Tinha a cantora Mallu Magalhães, tinha o músico Pélico, tinha o rapper Emicida. Todos jovens. Mas nenhum deles – ou mesmo nem somando todos eles – dava para chegar perto da jovialidade, da energia e vibração de Tom Zé, com seus 76 anos, no palco de seu show do lançamento paulista de Tropicália Lixo Lógico, no Sesc Vila Mariana, em São Paulo, na noite de sexta-feira (21). Ele pulou muito, gritou, “dirigiu a cena”, anarquizou. Era uma chance e um aval para os músicos convidados fazerem o mesmo, o acompanharem em seu desbunde, mas não aconteceu, infelizmente.

A novidade do mais tropicalista dos tropicalistas já começa com o excelente álbum dedicado ao movimento que participou com Gilberto Gil e Caetano Veloso no final dos anos 1960. A renovação das ideias da tropicália não conseguiu tamanha tradução contemporânea nem no disco Tropicália 2 (1993) – que é mais uma estandardização dos conceitos do tropicalismo – nem naquele que chegou mais próximo do Tropicália Lixo Lógico, o anárquico álbum de Caetano com Jorge Mautner, Eu Não Peço Desculpas (2002).

Mas chega de comparações – seja com os jovens músicos de hoje, seja com os companheiros do baiano de Irará no tropicalismo – que isto é coisa de velho. Tom Zé é único e compará-lo com outros é um exercício crítico de tentar aproximá-lo de algo mais palatável e conhecido. O desconhecido assusta, o ostracismo e a solidão do artista por décadas (depois do tropicalismo, ele só foi redescoberto nos anos 90 pelo músico David Byrne) têm sua razão de ser: é difícil ser autenticamente único dentro da indústria para as massas.

O show

Tom Zé entra despido daquilo que depois ele chamaria de gravidez de Caetano e Gil, um figurino feito de diversos aventais e um cavaquinho para dar o volume de uma pessoa grávida. À capela, ele canta duas música emblemáticas: Ave Maria no Morro, de Herivelto Martins, uma das preferidas de seu mestre João Gilberto. E o samba Taí, que nos versos diz que fez “tudo pra você gostar de mim” – um comentário jocoso sobre ele mesmo e sua relação com a questão de ser popular na música.

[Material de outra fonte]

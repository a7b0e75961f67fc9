use std::borrow::Cow;
use std::fmt::Display;

use swc_core::ecma::atoms::Atom;
mod symbol;
pub use symbol::*;
mod loader;
pub use loader::*;
mod line_index;
pub use line_index::*;

/// Dense index of a module inside the modules table, assigned at first discovery.
#[derive(Debug, Hash, PartialEq, Eq, PartialOrd, Ord, Clone, Copy)]
pub struct ModuleId(u32);

impl ModuleId {
  pub fn new(value: usize) -> Self {
    Self(value as u32)
  }

  pub fn index(self) -> usize {
    self.0 as usize
  }
}

impl Display for ModuleId {
  fn fmt(&self, f: &mut std::fmt::Formatter<'_>) -> std::fmt::Result {
    write!(f, "#{}", self.0)
  }
}

/// For `import { foo as foo2 } from './foo'`.
/// `foo` is `imported` and `foo2` is `imported_as`.
/// `import * as ns` is recorded with `imported` set to `*`.
#[derive(Debug, Clone, PartialEq, Eq, Hash)]
pub struct ImportedSpecifier {
  pub imported_as: Symbol,
  pub imported: Atom,
}

impl ImportedSpecifier {
  pub fn is_namespace(&self) -> bool {
    &*self.imported == "*"
  }
}

/// `export { foo as foo2 } from './foo'`, `foo` is `imported` and `foo2` is `exported_as`.
/// `export * as ns from './foo'` is recorded with `imported` set to `*`.
#[derive(Debug, Clone, PartialEq, Eq, Hash)]
pub struct ReExportedSpecifier {
  pub exported_as: Atom,
  pub imported: Atom,
}

/// Which statement introduced a dependency edge.
#[derive(Debug, Clone, Copy, PartialEq, Eq, Hash)]
pub enum DependencyKind {
  Import,
  ReExport,
  ReExportAll,
}

#[derive(Debug, Clone, PartialEq, Eq, Hash)]
pub struct Dependency {
  pub specifier: Atom,
  pub kind: DependencyKind,
}

/// Specifiers not starting with `.` or `/` are served by the runtime, not bundled.
pub fn is_external_specifier(specifier: &str) -> bool {
  !(specifier.starts_with('.') || specifier.starts_with('/'))
}

pub type StaticStr = Cow<'static, str>;

#[cfg(test)]
mod tests {
  use super::*;

  #[test]
  fn external_specifiers() {
    assert!(is_external_specifier("react"));
    assert!(is_external_specifier("@scope/pkg"));
    assert!(!is_external_specifier("./a"));
    assert!(!is_external_specifier("../a"));
    assert!(!is_external_specifier("/abs/a.js"));
  }
}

Mesmo com os ingressos esgotados há semanas, o show não estava lotado, o que fez ele improvisar uma anedota sobre o fato. “A pessoa tem que comer antes de vir para cá e faltou o gás, ou ele estava dirigindo vindo pro teatro e o guarda lhe para e ele leva uma multa”, cantarolou, fazendo a plateia rir.

Depois da descontração, ele chama a banda que aparece toda com capas de monges (ou de Chapeuzinho?) e começa com a música Tropicália Lixo Lógico. A introdução musical idêntica à de Coração Materno no mítico álbum Tropicália, de 1968, é proposital. Para quem não sabe, a música de Vicente Celestino, muito empostada e considerada de gosto duvidoso pela elite cultural do país, era perfeita para os tropicalistas questionarem a separação entre a alta e a baixa cultura que era muito forte e incentivada até os anos 60.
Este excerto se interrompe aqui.